Let's download the MNIST dataset, the train and testing data, and apply a simple normalizing transform.

In [None]:
transform=transforms.Compose([
    transforms.ToTensor(),
    transforms.Normalize((0.1307,), (0.3081,))
    ])
dataset1 = datasets.MNIST('../data', train=True, download=True,
                   transform=transform)
dataset2 = datasets.MNIST('../data', train=False,
                   transform=transform)

We can then define a loader that will automatically load the images when we train / test

In [None]:
batch_size = 128

train_loader = torch.utils.data.DataLoader(dataset1, batch_size=batch_size)
test_loader = torch.utils.data.DataLoader(dataset2, batch_size=batch_size)

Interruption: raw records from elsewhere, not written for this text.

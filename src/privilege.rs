//! Privilege Guard
//!
//! Verifies the process runs elevated before anything else happens. Package
//! registration for all users and service configuration both need
//! administrator rights, and elevation cannot be acquired from inside the
//! process, so a failed check ends the run.

use tracing::{debug, info};

use crate::command_runner::CommandRunner;
use crate::error::{ReconcileError, Result};
#[cfg(windows)]
use crate::powershell::{PowerShell, commands::TestElevation};

/// Elevation check primitive. Pure query, no side effects.
pub trait ElevationCheck {
    fn is_elevated(&self) -> bool;
}

/// Host elevation check.
///
/// On Windows this asks PowerShell whether the current principal holds the
/// Administrator role; elsewhere it checks for EUID 0.
pub struct SystemElevation<'a> {
    #[cfg_attr(not(windows), allow(dead_code))]
    runner: &'a dyn CommandRunner,
}

impl<'a> SystemElevation<'a> {
    pub fn new(runner: &'a dyn CommandRunner) -> Self {
        Self { runner }
    }
}

impl ElevationCheck for SystemElevation<'_> {
    #[cfg(windows)]
    fn is_elevated(&self) -> bool {
        match PowerShell::new(self.runner).run(&TestElevation) {
            Ok(out) => parse_principal_check(&out.stdout),
            Err(e) => {
                debug!("Elevation check could not run: {}", e);
                false
            }
        }
    }

    #[cfg(unix)]
    fn is_elevated(&self) -> bool {
        nix::unistd::geteuid().is_root()
    }
}

/// Interpret the `IsInRole` output; anything but `True` means not elevated.
pub fn parse_principal_check(stdout: &str) -> bool {
    stdout.trim().eq_ignore_ascii_case("true")
}

/// Fail with `NotElevated` unless the check passes.
pub fn require_elevation(check: &dyn ElevationCheck) -> Result<()> {
    debug!("Checking for administrator privileges...");
    if !check.is_elevated() {
        return Err(ReconcileError::NotElevated);
    }
    info!("Running with administrator privileges");
    Ok(())
}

We can then loop over these loaders to get the images:

In [None]:
import matplotlib.pyplot as plt

for x, y in train_loader:
    print(x.shape)
    print(y.shape)
    plt.imshow(x[0, 0])
    break

We are now ready to train a network on MNIST ! 

# Training on MNIST

**Exercise 1**: Define a one hidden neural network for MNIST, with a hidden layer of size $1000$.

In [None]:
class Two_layers(nn.Module):
    def __init__(self):
        super().__init__()
        # Your code here
    def forward(self, x):
        # Your code here
    
net = Two_layers()

In [None]:
for x, y in train_loader:
    print(net(x))
    break

**Exercise 2** : Define an SGD optimizer for this network

In [None]:
optimizer = 

**Exercise 3**: Perform one training epoch on the data, and compute the testing accuracy. Use the cross entropy as loss.

In [None]:
from torch.nn.functional import cross_entropy

In [None]:
for i, (x, y) in enumerate(train_loader):
    # You code here

In [None]:
good_preds = 0
for x, y in test_loader:
    pred = net(x)
    good_preds += (pred.argmax(axis=1) == y).sum().item()

print(good_preds / 10000)

You should get ~ 90% accuracy.

**Exercise 4**: Now, train a convolutionnal network, and try to get the best accuracy.

In [None]:
class CNN(nn.Module):
    def __init__(self):
        super().__init__()
        # Your code here

    def forward(self, x):
        # your code here
    
net = CNN()

for x, y in train_loader:
    print(net(x))
    break

In [None]:
for i, (x, y) in enumerate(train_loader):
    # Your code here

In [None]:
good_preds = 0
for x, y in test_loader:
    pred = net(x)
    good_preds += (pred.argmax(axis=1) == y).sum().item()

print(good_preds / 10000)

**Exercise 5**: Put this model on a GPU, and compare the training time.
To put a model to GPU, you can to `net.to('cuda')`. The data `x` and `y`should also be put on the GPU.

In [None]:
# Your code here.